(Data excerpts)
··········

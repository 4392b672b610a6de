//! Example building a two-goal mission and printing its scene-load document

use sdk::goals::{
    BoolProperty, Expression, GoalRelation, MissionSpec, ObjectInstanceId, StateCondition,
    TaskGoal,
};
use sdk::GoalError;
use serde_json::json;

fn main() -> Result<(), GoalError> {
    let fridge = ObjectInstanceId::new("Fridge_1")?;
    let mug = ObjectInstanceId::new("Mug_1")?;

    // Goal 0: the fridge is open
    let fridge_open = StateCondition::new(
        "FridgeOpen",
        fridge.clone(),
        Expression::bool(BoolProperty::IsOpen, fridge.clone(), true),
    )?;

    // Goal 1: the mug is inside the fridge and filled with milk
    let mug_stored = StateCondition::new(
        "MugStored",
        mug.clone(),
        Expression::and(vec![
            Expression::contains(fridge, mug.clone()),
            Expression::filled_with(mug, "Milk")?,
        ])?,
    )?;

    let spec = MissionSpec::new(
        json!({"roomLocation": ["BreakRoom"], "layoutOverride": "OfficeLayout1"}),
        vec![
            TaskGoal::single(fridge_open),
            TaskGoal::from_conditions(vec![mug_stored], GoalRelation::And)?,
        ],
    )?;

    println!("Compiled {} goals", spec.goal_count());
    for goal in spec.goals() {
        let names: Vec<&str> = goal
            .conditions
            .iter()
            .map(|condition| condition.name.as_str())
            .collect();
        println!("  goal {}: {} ({})", goal.goal_id, names.join(", "), goal.relation.as_str());
    }

    match serde_json::to_string_pretty(&spec.scene_document()) {
        Ok(document) => println!("{}", document),
        Err(e) => println!("Failed to render document: {}", e),
    }

    Ok(())
}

··········

- [Your goal]
Count how many lines of the data include the word "GoalRelation". Your reply should be that number alone.

- [Response to this exercise]
2